J’s Take on A Dooryard Full of Flowers

“A Dooryard Full of Flowers” is the short story sequel to Patience and Sarah by Isabel Miller. Except it would be more exact to call it a very-unfinished novel. I have a bunch of novels in just this state of completion! Well.. perhaps not a bunch, but some.

This story covers the part of the lives of Patience and Sarah that I was most interested in reading about. I wanted to hear about how they set up their home, built it up, made it cozy, faced adversity, got along with the neighbors, etc, etc.

Well, I got an itty bitty bit of that from this story. Lesigh.

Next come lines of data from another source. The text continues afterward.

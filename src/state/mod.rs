//! Service supervisor
//!
//! Explicit state machine for one service run:
//! - StartPending: launching the agent into the user session
//! - Running: agent up, relaying status queries
//! - StopPending: agent killed, giving the OS time to clean up
//! - Stopped: run over, with a non-zero exit code if the launch failed

mod machine;

pub use machine::{
    AgentHandle, AgentLauncher, ControlRequest, ServiceState, StatusReporter, Supervisor,
};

The first part, and the large part it, is told from the point of view of a neighboring farmer. And his view of the women is very weird. He seems to think they’re strange, and not get that they’re shacking up together, of course. But he also goes on and on admiring them. Wanting them to be independent and succeed. All the while snickering behind his wife’s back that she thinks the women would be fine wives for their sons. He thinks they’re unsuitable for his sons because.. well, I think basically because they’d be hard to control and just not very pleasant to be married to.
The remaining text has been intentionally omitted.